TASK TO CARRY OUT: Count the lines in the entries that contain "AdvisorKind". Say the number and nothing more.

#### SOURCE DATA

impl Orchestrator {
    async fn run(
        mut self,
        mut session_rx: mpsc::UnboundedReceiver<SessionEvent>,
        mut telemetry_rx: mpsc::Receiver<TelemetryUpdate>,
        mut signal_rx: mpsc::UnboundedReceiver<SchedulerSignal>,
        mut request_rx: mpsc::UnboundedReceiver<AdvisorRequest>,
    ) {
        let invoker = self.runtime.invoker();
        let (control_tx, mut control_rx) = mpsc::unbounded_channel::<ControlMessage>();
        loop {
            tokio::select! {
                Some(event) = session_rx.recv() => self.on_session_event(event).await,
                Some(update) = telemetry_rx.recv() => self.on_telemetry(update).await,
                Some(signal) = signal_rx.recv() => self.on_scheduler_signal(signal, &control_tx).await,
                Some(request) = request_rx.recv() => self.on_advisor_request(request, &invoker),
                Some(control) = control_rx.recv() => self.on_control(control, &control_tx).await,
                else => return,
            }
        }
    }

    async fn on_session_event(&mut self, event: SessionEvent) {
        match event {
            SessionEvent::Connected => {
                self.status("Connected to client");
                self.spawn_identity_probe();
            }
            SessionEvent::Disconnected => {
                self.status("Waiting for client");
                if let Some((from, to)) = self.machine.reset() {
                    self.emit_phase_transition(from, to).await;
                }
                self.runtime.deactivate_all().await;
            }
            SessionEvent::GameflowPhase(raw) => {
                if let Some((from, to)) = self.machine.apply_raw(&raw) {
                    self.emit_phase_transition(from, to).await;
                }
            }
        }
    }

    async fn emit_phase_transition(&mut self, from: Phase, to: Phase) {
        info!(?from, ?to, "phase transition");
        let _ = self.overlay.send(OverlayMessage::GamePhaseChanged { phase: to });
        if to == Phase::InGame {
            self.engine.reset();
        }
        self.runtime.on_phase(to).await;
    }

    async fn on_telemetry(&mut self, update: TelemetryUpdate) {
        if self.machine.current() != Phase::InGame || !self.session.is_connected() {
            return;
        }
        let output = match update {
            TelemetryUpdate::Snapshot(snapshot) => {
                self.engine.handle_snapshot(&snapshot, now_ms())
            }
            TelemetryUpdate::NewEvents(events) => self.engine.handle_events(&events, now_ms()),
            TelemetryUpdate::Available => {
                debug!("live telemetry available");
                None
            }
            TelemetryUpdate::Unavailable => {
                debug!("live telemetry unavailable");
                None
            }
        };
        match output {
            Some(EngineOutput::Local(call)) => {
                info!(call_type = %call.call_type, "local macro dispatch");
                let _ = self.overlay.send(OverlayMessage::MacroCall(call));
            }
            Some(EngineOutput::LlmRequest { context, phase_tag }) => {
                if self.runtime.active() == Some(AdvisorKind::Live) {
                    let _ = self.request_tx.send(AdvisorRequest {
                        kind: AdvisorKind::Live,
                        context,
                        phase_tag: phase_tag.to_owned(),
                    });
                } else {
                    debug!("live advisor inactive, dropping llm-worthy triggers");
                }
            }
            None => {}
        }
    }

    async fn on_scheduler_signal(
        &mut self,
        signal: SchedulerSignal,
        control_tx: &mpsc::UnboundedSender<ControlMessage>,
    ) {
        match signal {
            SchedulerSignal::RateLimited { retry_after_secs } => {
                warn!(
                    retry_after_secs,
                    window_usage = self.cloud.window_usage(),
                    pending = self.cloud.pending(),
                    "cloud api rate limited"
                );
                self.status("Rate Limited — pausing 2 min");
                self.runtime.pause().await;
                let pause = MIN_RATE_LIMIT_PAUSE.max(Duration::from_secs(retry_after_secs));
                let control_tx = control_tx.clone();
                tokio::spawn(async move {
                    sleep(pause).await;
                    let _ = control_tx.send(ControlMessage::ResumeAdvisors);
                });
            }
            SchedulerSignal::KeyExpired => {
                self.status("API KEY EXPIRED");
                self.runtime.pause().await;
                self.spawn_key_watcher(control_tx.clone());
            }
        }
    }

    fn on_advisor_request(&self, request: AdvisorRequest, invoker: &AdvisorInvoker) {
        let invoker = invoker.clone();
        let overlay = self.overlay.clone();
        tokio::spawn(async move {
            let Some(outcome) = invoker
                .invoke(request.kind, &request.context, &request.phase_tag)
                .await
            else {
                return;
            };
            match &outcome.error {
                Some(error) => {
                    warn!(
                        advisor = request.kind.as_str(),
                        rounds = outcome.rounds,
                        error = %error,
                        "advisor invocation ended with error"
                    );
                    if request.kind == AdvisorKind::Draft {
                        let _ = overlay.send(OverlayMessage::DraftRecommendation {
                            text: outcome.text.clone(),
                            error: Some(error.clone()),
                        });
                    }
                }
                None => {
                    debug!(
                        advisor = request.kind.as_str(),
                        rounds = outcome.rounds,
                        "advisor invocation complete"
                    );
                }
            }
        });
    }

    async fn on_control(
        &mut self,
        control: ControlMessage,
        control_tx: &mpsc::UnboundedSender<ControlMessage>,
    ) {
        match control {
            ControlMessage::KeyReloaded(key) => {
                self.cloud.reload_key(key.clone());
                self.current_key = key;
                self.status("API key reloaded");
                // Give the fresh key time to propagate before advisors resume.
                let control_tx = control_tx.clone();
                tokio::spawn(async move {
                    sleep(KEY_PROPAGATION_DELAY).await;
                    let _ = control_tx.send(ControlMessage::ResumeAdvisors);
                });
            }
            ControlMessage::ResumeAdvisors => {
                if self.runtime.is_paused() {
                    let phase = self.machine.current();
                    self.runtime.resume(phase).await;
                    self.status("Advisors resumed");
                }
            }
        }
    }

    /// Resolves the local identity on connect and confirms the cloud key by
    /// fetching the same summoner through the scheduler.
    fn spawn_identity_probe(&self) {
        let session = self.session.clone();
        let cloud = self.cloud.clone();
        let region = self.region.clone();
        tokio::spawn(async move {
            let identity = match session.get("/lol-summoner/v1/current-summoner").await {
                Ok(identity) => identity,
                Err(err) => {
                    debug!(?err, "current summoner fetch failed");
                    return;
                }
            };
            let game_name = identity
                .get("gameName")
                .and_then(Value::as_str)
                .unwrap_or("unknown");
            let tag_line = identity
                .get("tagLine")
                .and_then(Value::as_str)
                .unwrap_or("");
            info!(summoner = %format!("{game_name}#{tag_line}"), "resolved local identity");
            let Some(puuid) = identity.get("puuid").and_then(Value::as_str) else {
                return;
            };
            match cloud
                .enqueue(ApiRequest::get(cloud_summoner_url(&region, puuid)))
                .await
            {
                Ok(summoner) => {
                    let level = summoner.get("summonerLevel").and_then(Value::as_u64);
                    debug!(?level, "cloud summoner lookup succeeded");
                }
                Err(err) => warn!(?err, "cloud summoner lookup failed"),
            }
        });
    }

    fn spawn_key_watcher(&self, control_tx: mpsc::UnboundedSender<ControlMessage>) {
        let expired_key = self.current_key.clone();
        tokio::spawn(async move {
            loop {
                sleep(KEY_WATCH_INTERVAL).await;
                match secrets::riot_api_key() {
                    Ok(key) if key != expired_key => {
                        info!("replacement riot api key found");
                        let _ = control_tx.send(ControlMessage::KeyReloaded(key));
                        return;
                    }
                    _ => debug!("waiting for a replacement riot api key"),
                }
            }
        });
    }

    fn status(&self, text: &str) {
        info!(status = text, "status update");
        let _ = self.overlay.send(OverlayMessage::StatusUpdate {
            text: text.to_owned(),
        });
    }
}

########

TASK RESULT: 3